• Raw data

§ §

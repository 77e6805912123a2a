// src/client/debounce.rs

//! Trailing-edge debounce with an optional leading edge.

use std::time::{Duration, Instant};

/// A single pending-timer handle.
///
/// `schedule` restarts the wait window on every call; the debounced action
/// runs once the window elapses without another call (trailing edge). With
/// `leading` set, the action instead fires immediately when no window is
/// pending, and the trailing fire is suppressed.
///
/// The caller owns the clock: `schedule(now)` reports whether to fire
/// right away, `poll(now)` reports whether the trailing deadline has
/// passed.
#[derive(Debug)]
pub struct Debouncer {
    wait: Duration,
    leading: bool,
    deadline: Option<Instant>,
}

impl Debouncer {
    pub fn new(wait: Duration) -> Self {
        Self {
            wait,
            leading: false,
            deadline: None,
        }
    }

    /// Fire on the leading edge instead of the trailing one.
    pub fn leading(wait: Duration) -> Self {
        Self {
            wait,
            leading: true,
            deadline: None,
        }
    }

    /// Record a call at `now`. Returns `true` when the action should run
    /// immediately (leading mode with no pending window).
    pub fn schedule(&mut self, now: Instant) -> bool {
        let idle = self.deadline.is_none_or(|deadline| now >= deadline);
        let fire_now = self.leading && idle;
        self.deadline = Some(now + self.wait);
        fire_now
    }

    /// Check the timer at `now`. Returns `true` exactly once per elapsed
    /// window, and only in trailing mode.
    pub fn poll(&mut self, now: Instant) -> bool {
        match self.deadline {
            Some(deadline) if now >= deadline => {
                self.deadline = None;
                !self.leading
            }
            _ => false,
        }
    }

    /// Drop any pending window without firing.
    pub fn cancel(&mut self) {
        self.deadline = None;
    }

    pub fn is_pending(&self) -> bool {
        self.deadline.is_some()
    }
}

#[cfg(test)]
mod tests {
    use super::*;

    fn ms(n: u64) -> Duration {
        Duration::from_millis(n)
    }

    #[test]
    fn trailing_fires_once_after_quiet_period() {
        let mut d = Debouncer::new(ms(100));
        let t0 = Instant::now();

        assert!(!d.schedule(t0));
        assert!(!d.schedule(t0 + ms(50)));

        // Window restarted at t0+50, so t0+120 is still inside it.
        assert!(!d.poll(t0 + ms(120)));
        assert!(d.poll(t0 + ms(150)));

        // Already fired; nothing pending.
        assert!(!d.poll(t0 + ms(300)));
    }

    #[test]
    fn leading_fires_immediately_when_idle() {
        let mut d = Debouncer::leading(ms(100));
        let t0 = Instant::now();

        assert!(d.schedule(t0));
        // Calls inside the window do not fire again.
        assert!(!d.schedule(t0 + ms(20)));
        assert!(!d.schedule(t0 + ms(40)));

        // Leading mode suppresses the trailing fire.
        assert!(!d.poll(t0 + ms(200)));

        // Window elapsed, so the next call fires again.
        assert!(d.schedule(t0 + ms(250)));
    }

    #[test]
    fn cancel_discards_pending_window() {
        let mut d = Debouncer::new(ms(100));
        let t0 = Instant::now();

        d.schedule(t0);
        assert!(d.is_pending());
        d.cancel();
        assert!(!d.is_pending());
        assert!(!d.poll(t0 + ms(200)));
    }
}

§ §

• What needs to be done
Report how many lines of the data contain the word "without", using the number alone.

• Answer
2